За утренней едой Гусев сказал:
— Мстислав Сергеевич, ведь это выходит не дело. Летели чёрт знает в какую даль, и, пожалуйте, — сиди в захолустьи…
— А вы не торопитесь, Алексей Иванович, — сказал Лось, поглядывая на лазоревые цветы, пахнущие горько и сладко. — Поживем, осмотримся…
— Не знаю, как вы, Мстислав Сергеевич, а я сюда не прохлаждаться приехал.
— Что же, по-вашему, мы должны предпринять?
— Странно от вас это слышать, Мстислав Сергеевич, уж не нанюхались ли вы чего-нибудь сладкого?
— Ссориться хотите?
— Нет, не ссориться. А сидеть — цветы нюхать, — этого и у нас на Земле сколько в душу влезет. А я думаю, — если мы первые люди сюда заявились, то Марс теперь наш, советский. Это дело надо закрепить.
— Чудак вы, Алексей Иванович.
— А вот посмотрим, кто из нас чудак. — Гусев одернул ременный пояс, повел плечами, глаза его хитро прищурились. — Это дело трудное, я сам понимаю: нас только двое. А вот надо, чтобы они бумагу нам выдали о желании вступить в состав Российской федеративной республики. Спокойно эту бумагу нам не дадут, конечно, но вы сами видели: на Марсе у них не все в порядке. Глаз у меня на это наметанный.
— Революцию, что ли, хотите устроить?
— Как сказать, Мстислав Сергеевич, там посмотрим. С чем мы в Петроград-то вернемся? Паука, что ли, сушеного привезем? Нет, вернуться и предъявить: пожалуйте — присоединение к Ресефесер планеты Марса. Во в Европе тогда взовьются. Одного золота здесь, сами видите, кораблями вози…
Лось задумчиво поглядывал на него: нельзя было понять, шутит Гусев или говорит серьезно: хитрые, простоватые глазки его посмеивались, но где-то пряталась в них сумасшедшинка.
«Сумасшедшинка» — это отблеск владеющей Гусевым безумной мировой идеи, той самой «всемирной отзывчивости», которой так восторгался Достоевский. Но за «сумасшедшинкой» прячется очень трезвый расчет. Рассуждает Гусев не как мечтатель-идеалист, помышляющий о вселенском счастье, а как самый обыкновенный конквистадор: мы — первые, стало быть, Марс — наш… Одного золота тут кораблями вози…
Оборотной стороной пресловутой всемирной отзывчивости, таким образом, оказывается имперское сознание.

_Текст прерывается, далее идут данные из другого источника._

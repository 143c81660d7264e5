//! Integration tests for the catalog API.
//!
//! These tests require:
//! - A running `PostgreSQL` database with migrations applied
//! - The API server running (cargo run -p verdant-api)
//!
//! Run with: cargo test -p verdant-integration-tests -- --ignored

use reqwest::StatusCode;
use serde_json::{Value, json};
use uuid::Uuid;

use verdant_integration_tests::{api_base_url, client, db_pool};

/// Test helper: create a category and return its id.
async fn create_test_category(client: &reqwest::Client, base_url: &str) -> String {
    let slug = format!("test-{}", Uuid::new_v4().simple());
    let body: Value = client
        .post(format!("{base_url}/api/categories"))
        .json(&json!({ "name": "Test Category", "slug": slug }))
        .send()
        .await
        .expect("create category")
        .json()
        .await
        .expect("parse body");
    assert_eq!(body["success"], true);
    body["data"]["id"].as_str().expect("category id").to_string()
}

/// Test helper: create a product and return its id.
async fn create_test_product(
    client: &reqwest::Client,
    base_url: &str,
    name: &str,
    category_id: Option<&str>,
) -> String {
    let body: Value = client
        .post(format!("{base_url}/api/products"))
        .json(&json!({ "name": name, "price": "9.99", "category_id": category_id }))
        .send()
        .await
        .expect("create product")
        .json()
        .await
        .expect("parse body");
    assert_eq!(body["success"], true);
    body["data"]["id"].as_str().expect("product id").to_string()
}

// ============================================================================
// List & Filter Tests
// ============================================================================

#[tokio::test]
#[ignore = "Requires running API server and PostgreSQL"]
async fn test_product_list_filters_by_category() {
    let client = client();
    let base_url = api_base_url();

    let category_id = create_test_category(&client, &base_url).await;
    let in_category =
        create_test_product(&client, &base_url, "In Category", Some(&category_id)).await;
    let outside = create_test_product(&client, &base_url, "Outside", None).await;

    let body: Value = client
        .get(format!("{base_url}/api/products?category_id={category_id}"))
        .send()
        .await
        .expect("list products")
        .json()
        .await
        .expect("parse body");
    assert_eq!(body["success"], true);

    let ids: Vec<&str> = body["data"]
        .as_array()
        .expect("data array")
        .iter()
        .filter_map(|p| p["id"].as_str())
        .collect();
    assert!(ids.contains(&in_category.as_str()));
    assert!(!ids.contains(&outside.as_str()));
}

#[tokio::test]
#[ignore = "Requires running API server and PostgreSQL"]
async fn test_customer_create_and_list() {
    let client = client();
    let base_url = api_base_url();
    let email = format!("test-{}@example.com", Uuid::new_v4().simple());

    let body: Value = client
        .post(format!("{base_url}/api/customers"))
        .json(&json!({ "email": email, "first_name": "Test", "last_name": "Customer" }))
        .send()
        .await
        .expect("create customer")
        .json()
        .await
        .expect("parse body");
    assert_eq!(body["success"], true);
    assert_eq!(body["data"]["email"], email.as_str());

    // Newest first: our customer should be at or near the top
    let body: Value = client
        .get(format!("{base_url}/api/customers"))
        .send()
        .await
        .expect("list customers")
        .json()
        .await
        .expect("parse body");
    let found = body["data"]
        .as_array()
        .expect("data array")
        .iter()
        .any(|c| c["email"] == email.as_str());
    assert!(found);
}

#[tokio::test]
#[ignore = "Requires running API server and PostgreSQL"]
async fn test_duplicate_customer_email_conflicts() {
    let client = client();
    let base_url = api_base_url();
    let email = format!("dup-{}@example.com", Uuid::new_v4().simple());
    let payload = json!({ "email": email, "first_name": "Dup", "last_name": "Customer" });

    let resp = client
        .post(format!("{base_url}/api/customers"))
        .json(&payload)
        .send()
        .await
        .expect("first create");
    assert_eq!(resp.status(), StatusCode::OK);

    let resp = client
        .post(format!("{base_url}/api/customers"))
        .json(&payload)
        .send()
        .await
        .expect("second create");
    assert_eq!(resp.status(), StatusCode::CONFLICT);
    let body: Value = resp.json().await.expect("parse body");
    assert_eq!(body["success"], false);
}

// ============================================================================
// Soft Delete Tests
// ============================================================================

#[tokio::test]
#[ignore = "Requires running API server and PostgreSQL"]
async fn test_soft_deleted_product_disappears_from_lists() {
    let client = client();
    let base_url = api_base_url();

    let category_id = create_test_category(&client, &base_url).await;
    let product_id =
        create_test_product(&client, &base_url, "Soon Deleted", Some(&category_id)).await;

    // No route soft-deletes, so mark the row directly
    let pool = db_pool().await;
    sqlx::query("UPDATE product SET deleted_at = NOW() WHERE id = $1")
        .bind(Uuid::parse_str(&product_id).expect("product uuid"))
        .execute(&pool)
        .await
        .expect("mark product deleted");

    // Gone from the unfiltered list
    let body: Value = client
        .get(format!("{base_url}/api/products"))
        .send()
        .await
        .expect("list products")
        .json()
        .await
        .expect("parse body");
    assert_eq!(body["success"], true);
    let found = body["data"]
        .as_array()
        .expect("data array")
        .iter()
        .any(|p| p["id"] == product_id.as_str());
    assert!(!found);

    // Gone from the category-filtered list too
    let body: Value = client
        .get(format!("{base_url}/api/products?category_id={category_id}"))
        .send()
        .await
        .expect("list products by category")
        .json()
        .await
        .expect("parse body");
    let found = body["data"]
        .as_array()
        .expect("data array")
        .iter()
        .any(|p| p["id"] == product_id.as_str());
    assert!(!found);
}

// ============================================================================
// By-Ids Tests
// ============================================================================

#[tokio::test]
#[ignore = "Requires running API server and PostgreSQL"]
async fn test_products_by_ids_preserves_input_order() {
    let client = client();
    let base_url = api_base_url();

    let first = create_test_product(&client, &base_url, "First", None).await;
    let second = create_test_product(&client, &base_url, "Second", None).await;
    let missing = Uuid::new_v4().to_string();

    // Request in reverse creation order, with one unmatched id in the middle
    let body: Value = client
        .post(format!("{base_url}/api/products/by-ids"))
        .json(&json!({ "ids": [second, missing, first] }))
        .send()
        .await
        .expect("by-ids")
        .json()
        .await
        .expect("parse body");
    assert_eq!(body["success"], true);

    let ids: Vec<&str> = body["data"]
        .as_array()
        .expect("data array")
        .iter()
        .filter_map(|p| p["id"].as_str())
        .collect();
    assert_eq!(ids, vec![second.as_str(), first.as_str()]);
}

#[tokio::test]
#[ignore = "Requires running API server and PostgreSQL"]
async fn test_products_by_ids_empty_is_rejected() {
    let client = client();
    let base_url = api_base_url();

    let resp = client
        .post(format!("{base_url}/api/products/by-ids"))
        .json(&json!({ "ids": [] }))
        .send()
        .await
        .expect("by-ids");

    assert_eq!(resp.status(), StatusCode::BAD_REQUEST);
    let body: Value = resp.json().await.expect("parse body");
    assert_eq!(body["success"], false);
}
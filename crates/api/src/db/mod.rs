//! Database operations for `PostgreSQL`.
//!
//! ## Tables
//!
//! - `setting` - Generic key/tab/JSONB settings documents
//! - `category`, `customer`, `discount`, `product` - Catalog entities with
//!   soft-delete markers
//!
//! # Migrations
//!
//! Migrations are stored in `crates/api/migrations/` and run via:
//! ```bash
//! cargo run -p verdant-cli -- migrate
//! ```

pub mod categories;
pub mod customers;
pub mod discounts;
pub mod products;
pub mod settings;

use std::time::Duration;

use secrecy::ExposeSecret;
use sqlx::PgPool;
use sqlx::postgres::PgPoolOptions;
use thiserror::Error;

pub use categories::CategoryRepository;
pub use customers::CustomerRepository;
pub use discounts::DiscountRepository;
pub use products::ProductRepository;
pub use settings::SettingsRepository;

/// Errors that can occur during repository operations.
#[derive(Debug, Error)]
pub enum RepositoryError {
    /// Database error from sqlx.
    #[error("database error: {0}")]
    Database(#[from] sqlx::Error),

    /// Data in the database is corrupted or invalid.
    #[error("data corruption: {0}")]
    DataCorruption(String),

    /// Requested entity was not found.
    #[error("not found")]
    NotFound,

    /// Constraint violation (e.g., unique email).
    #[error("constraint violation: {0}")]
    Conflict(String),
}

/// Create a `PostgreSQL` connection pool with sensible defaults.
///
/// # Arguments
///
/// * `database_url` - `PostgreSQL` connection string (wrapped in `SecretString`)
///
/// # Errors
///
/// Returns `sqlx::Error` if the connection cannot be established.
pub async fn create_pool(database_url: &secrecy::SecretString) -> Result<PgPool, sqlx::Error> {
    PgPoolOptions::new()
        .max_connections(10)
        .min_connections(2)
        .acquire_timeout(Duration::from_secs(10))
        .connect(database_url.expose_secret())
        .await
}

/// Map a sqlx error to `Conflict` when it is a unique violation, otherwise
/// pass it through as a `Database` error.
pub(crate) fn map_unique_violation(e: sqlx::Error, message: &str) -> RepositoryError {
    if let sqlx::Error::Database(ref db_err) = e
        && db_err.is_unique_violation()
    {
        return RepositoryError::Conflict(message.to_owned());
    }
    RepositoryError::Database(e)
}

Здесь А.Н. Толстой отчасти как бы предвосхитил новый, более поздний период нашей истории, когда уже вполне откровенные имперские вожделения Страны Советов прикрывались лозунгами интернационального братства (той самой всемирной отзывчивости), а солдаты, отправляемые в дальние походы откровенно завоевательного свойства, лицемерно именовались воинами-интернационалистами. Но в облике толстовского Гусева нет и тени этого лицемерия. Движущая им «всемирная отзывчивость» так же подлинна и так же наивна, как и его здоровый имперский инстинкт. И это-то как раз и наводит на мысль о близости (а может быть, даже и тождестве) эти двух, казалось бы, таких несхожих стимулов человеческого поведения и таких далеких друг от друга идей.
Куда только не заносит русского человека у А.Н. Толстого в его романах, повестях, рассказах, пьесах.
Взять хотя бы пьесу «Бунт машин», которую он сочинил в начале 1924 года. Вообще-то слово «сочинил» тут не очень уместно, поскольку пьеса эта была не собственным его сочинением, а переделкой (можно даже сказать — перелицовкой) известной пьесы Карела Чапека.